### YOUR ASSIGNMENT
Retype each of the entries below exactly as written.

Stored dataset items:
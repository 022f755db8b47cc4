use std::{
    sync::{Arc, Mutex},
    time::{Duration, Instant},
};

use automata_sim_lib::{
    automaton::{
        definition::{DfaDefinition, TransitionDef},
        trace::Trace,
    },
    config::PlaybackConfig,
    playback::{PlaybackController, PlaybackPhase},
};

fn trace() -> Trace {
    // q0 -0-> q0 -1-> q_accept
    let dfa = DfaDefinition {
        states: vec!["q0".to_string(), "q_accept".to_string()],
        alphabet: vec!['0', '1'],
        start_state: "q0".to_string(),
        end_states: vec!["q_accept".to_string()],
        transitions: vec![
            TransitionDef::new("q0", "0", "q0"),
            TransitionDef::new("q0", "1", "q_accept"),
        ],
    }
    .compile()
    .unwrap();

    dfa.run("01").trace
}

fn controller(interval: Duration) -> (PlaybackController, Arc<Mutex<Vec<Option<String>>>>) {
    let mut controller =
        PlaybackController::new(&PlaybackConfig::default().with_tick_interval(interval));

    let emitted = Arc::new(Mutex::new(Vec::new()));
    let sink = Arc::clone(&emitted);
    controller.on_state_change(move |state| {
        sink.lock().unwrap().push(state.map(|s| s.to_string()));
    });

    (controller, emitted)
}

fn wait_for_finish(controller: &PlaybackController) {
    let deadline = Instant::now() + Duration::from_secs(2);
    while controller.phase() != PlaybackPhase::Finished {
        assert!(Instant::now() < deadline, "playback did not finish in time");
        std::thread::sleep(Duration::from_millis(2));
    }
}

#[test]
fn test_start_arms_and_emits_the_first_state() {
    let (mut controller, emitted) = controller(Duration::from_millis(10));
    assert_eq!(controller.phase(), PlaybackPhase::Idle);
    assert_eq!(controller.current_state(), None);

    controller.start(trace());

    assert_eq!(controller.phase(), PlaybackPhase::Armed);
    assert_eq!(controller.cursor(), 0);
    assert_eq!(controller.current_state().as_deref(), Some("q0"));
    assert_eq!(&*emitted.lock().unwrap(), &[Some("q0".to_string())]);
}

#[test]
fn test_play_runs_to_the_end() {
    let (mut controller, emitted) = controller(Duration::from_millis(5));

    controller.start(trace());
    controller.play();
    wait_for_finish(&controller);

    assert_eq!(controller.cursor(), 2);
    assert_eq!(controller.current_state().as_deref(), Some("q_accept"));
    assert_eq!(
        &*emitted.lock().unwrap(),
        &[
            Some("q0".to_string()),
            Some("q0".to_string()),
            Some("q_accept".to_string()),
        ]
    );
}

#[test]
fn test_stepping_clamps_at_both_ends() {
    let (mut controller, emitted) = controller(Duration::from_millis(10));
    controller.start(trace());

    controller.step_backward();
    assert_eq!(controller.cursor(), 0);

    controller.step_forward();
    controller.step_forward();
    controller.step_forward();
    controller.step_forward();
    assert_eq!(controller.cursor(), 2);
    assert_eq!(controller.phase(), PlaybackPhase::Armed);

    controller.step_backward();
    assert_eq!(controller.cursor(), 1);

    // Every step emits, even the clamped ones.
    assert_eq!(
        &*emitted.lock().unwrap(),
        &[
            Some("q0".to_string()),
            Some("q0".to_string()),
            Some("q0".to_string()),
            Some("q_accept".to_string()),
            Some("q_accept".to_string()),
            Some("q_accept".to_string()),
            Some("q0".to_string()),
        ]
    );
}

#[test]
fn test_steps_are_ignored_while_playing_or_finished() {
    let (mut controller, _) = controller(Duration::from_millis(5));
    controller.start(trace());
    controller.play();

    // Steps race against the ticker here, but they must never move the
    // cursor past the end of the trace.
    controller.step_forward();
    assert!(controller.cursor() <= 2);

    wait_for_finish(&controller);
    controller.step_forward();
    controller.step_backward();
    assert_eq!(controller.cursor(), 2);
}

#[test]
fn test_pause_keeps_the_cursor_and_allows_stepping() {
    let (mut controller, _) = controller(Duration::from_secs(60));
    controller.start(trace());
    controller.play();
    assert_eq!(controller.phase(), PlaybackPhase::Playing);

    controller.pause();
    assert_eq!(controller.phase(), PlaybackPhase::Paused);
    // Nothing ticked within 60s, the cursor is still at the start.
    assert_eq!(controller.cursor(), 0);

    controller.step_forward();
    assert_eq!(controller.cursor(), 1);
}

#[test]
fn test_stop_unloads_and_emits_none() {
    let (mut controller, emitted) = controller(Duration::from_millis(10));
    controller.start(trace());
    controller.step_forward();

    controller.stop();

    assert_eq!(controller.phase(), PlaybackPhase::Idle);
    assert_eq!(controller.cursor(), 0);
    assert_eq!(controller.current_state(), None);
    assert_eq!(emitted.lock().unwrap().last(), Some(&None));
}

#[test]
fn test_stop_when_idle_is_a_no_op() {
    let (mut controller, emitted) = controller(Duration::from_millis(10));

    controller.stop();
    assert!(emitted.lock().unwrap().is_empty());
}

#[test]
fn test_restart_replaces_the_active_trace() {
    let (mut controller, emitted) = controller(Duration::from_millis(10));
    controller.start(trace());
    controller.step_forward();

    controller.start(trace());

    assert_eq!(controller.phase(), PlaybackPhase::Armed);
    assert_eq!(controller.cursor(), 0);
    // The old session ends with a None emission before the new first state.
    assert_eq!(
        &*emitted.lock().unwrap(),
        &[
            Some("q0".to_string()),
            Some("q0".to_string()),
            None,
            Some("q0".to_string()),
        ]
    );
}

#[test]
fn test_play_is_ignored_when_idle() {
    let (mut controller, emitted) = controller(Duration::from_millis(5));

    controller.play();
    std::thread::sleep(Duration::from_millis(30));

    assert_eq!(controller.phase(), PlaybackPhase::Idle);
    assert!(emitted.lock().unwrap().is_empty());
}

### RESPONSE
repository 022f755db8b47cc4
use std::{
    sync::{Arc, Mutex},
    time::{Duration, Instant},
};

use automata_sim_lib::{
    automaton::{
        definition::{DfaDefinition, TransitionDef},
        trace::Trace,
    },
    config::PlaybackConfig,
    playback::{PlaybackController, PlaybackPhase},
};

fn trace() -> Trace {
    // q0 -0-> q0 -1-> q_accept
    let dfa = DfaDefinition {
        states: vec!["q0".to_string(), "q_accept".to_string()],
        alphabet: vec!['0', '1'],
        start_state: "q0".to_string(),
        end_states: vec!["q_accept".to_string()],
        transitions: vec![
            TransitionDef::new("q0", "0", "q0"),
            TransitionDef::new("q0", "1", "q_accept"),
        ],
    }
    .compile()
    .unwrap();

    dfa.run("01").trace
}

fn controller(interval: Duration) -> (PlaybackController, Arc<Mutex<Vec<Option<String>>>>) {
    let mut controller =
        PlaybackController::new(&PlaybackConfig::default().with_tick_interval(interval));

    let emitted = Arc::new(Mutex::new(Vec::new()));
    let sink = Arc::clone(&emitted);
    controller.on_state_change(move |state| {
        sink.lock().unwrap().push(state.map(|s| s.to_string()));
    });

    (controller, emitted)
}

fn wait_for_finish(controller: &PlaybackController) {
    let deadline = Instant::now() + Duration::from_secs(2);
    while controller.phase() != PlaybackPhase::Finished {
        assert!(Instant::now() < deadline, "playback did not finish in time");
        std::thread::sleep(Duration::from_millis(2));
    }
}

#[test]
fn test_start_arms_and_emits_the_first_state() {
    let (mut controller, emitted) = controller(Duration::from_millis(10));
    assert_eq!(controller.phase(), PlaybackPhase::Idle);
    assert_eq!(controller.current_state(), None);

    controller.start(trace());

    assert_eq!(controller.phase(), PlaybackPhase::Armed);
    assert_eq!(controller.cursor(), 0);
    assert_eq!(controller.current_state().as_deref(), Some("q0"));
    assert_eq!(&*emitted.lock().unwrap(), &[Some("q0".to_string())]);
}

#[test]
fn test_play_runs_to_the_end() {
    let (mut controller, emitted) = controller(Duration::from_millis(5));

    controller.start(trace());
    controller.play();
    wait_for_finish(&controller);

    assert_eq!(controller.cursor(), 2);
    assert_eq!(controller.current_state().as_deref(), Some("q_accept"));
    assert_eq!(
        &*emitted.lock().unwrap(),
        &[
            Some("q0".to_string()),
            Some("q0".to_string()),
            Some("q_accept".to_string()),
        ]
    );
}

#[test]
fn test_stepping_clamps_at_both_ends() {
    let (mut controller, emitted) = controller(Duration::from_millis(10));
    controller.start(trace());

    controller.step_backward();
    assert_eq!(controller.cursor(), 0);

    controller.step_forward();
    controller.step_forward();
    controller.step_forward();
    controller.step_forward();
    assert_eq!(controller.cursor(), 2);
    assert_eq!(controller.phase(), PlaybackPhase::Armed);

    controller.step_backward();
    assert_eq!(controller.cursor(), 1);

    // Every step emits, even the clamped ones.
    assert_eq!(
        &*emitted.lock().unwrap(),
        &[
            Some("q0".to_string()),
            Some("q0".to_string()),
            Some("q0".to_string()),
            Some("q_accept".to_string()),
            Some("q_accept".to_string()),
            Some("q_accept".to_string()),
            Some("q0".to_string()),
        ]
    );
}

#[test]
fn test_steps_are_ignored_while_playing_or_finished() {
    let (mut controller, _) = controller(Duration::from_millis(5));
    controller.start(trace());
    controller.play();

    // Steps race against the ticker here, but they must never move the
    // cursor past the end of the trace.
    controller.step_forward();
    assert!(controller.cursor() <= 2);

    wait_for_finish(&controller);
    controller.step_forward();
    controller.step_backward();
    assert_eq!(controller.cursor(), 2);
}

#[test]
fn test_pause_keeps_the_cursor_and_allows_stepping() {
    let (mut controller, _) = controller(Duration::from_secs(60));
    controller.start(trace());
    controller.play();
    assert_eq!(controller.phase(), PlaybackPhase::Playing);

    controller.pause();
    assert_eq!(controller.phase(), PlaybackPhase::Paused);
    // Nothing ticked within 60s, the cursor is still at the start.
    assert_eq!(controller.cursor(), 0);

    controller.step_forward();
    assert_eq!(controller.cursor(), 1);
}

#[test]
fn test_stop_unloads_and_emits_none() {
    let (mut controller, emitted) = controller(Duration::from_millis(10));
    controller.start(trace());
    controller.step_forward();

    controller.stop();

    assert_eq!(controller.phase(), PlaybackPhase::Idle);
    assert_eq!(controller.cursor(), 0);
    assert_eq!(controller.current_state(), None);
    assert_eq!(emitted.lock().unwrap().last(), Some(&None));
}

#[test]
fn test_stop_when_idle_is_a_no_op() {
    let (mut controller, emitted) = controller(Duration::from_millis(10));

    controller.stop();
    assert!(emitted.lock().unwrap().is_empty());
}

#[test]
fn test_restart_replaces_the_active_trace() {
    let (mut controller, emitted) = controller(Duration::from_millis(10));
    controller.start(trace());
    controller.step_forward();

    controller.start(trace());

    assert_eq!(controller.phase(), PlaybackPhase::Armed);
    assert_eq!(controller.cursor(), 0);
    // The old session ends with a None emission before the new first state.
    assert_eq!(
        &*emitted.lock().unwrap(),
        &[
            Some("q0".to_string()),
            Some("q0".to_string()),
            None,
            Some("q0".to_string()),
        ]
    );
}

#[test]
fn test_play_is_ignored_when_idle() {
    let (mut controller, emitted) = controller(Duration::from_millis(5));

    controller.play();
    std::thread::sleep(Duration::from_millis(30));

    assert_eq!(controller.phase(), PlaybackPhase::Idle);
    assert!(emitted.lock().unwrap().is_empty());
}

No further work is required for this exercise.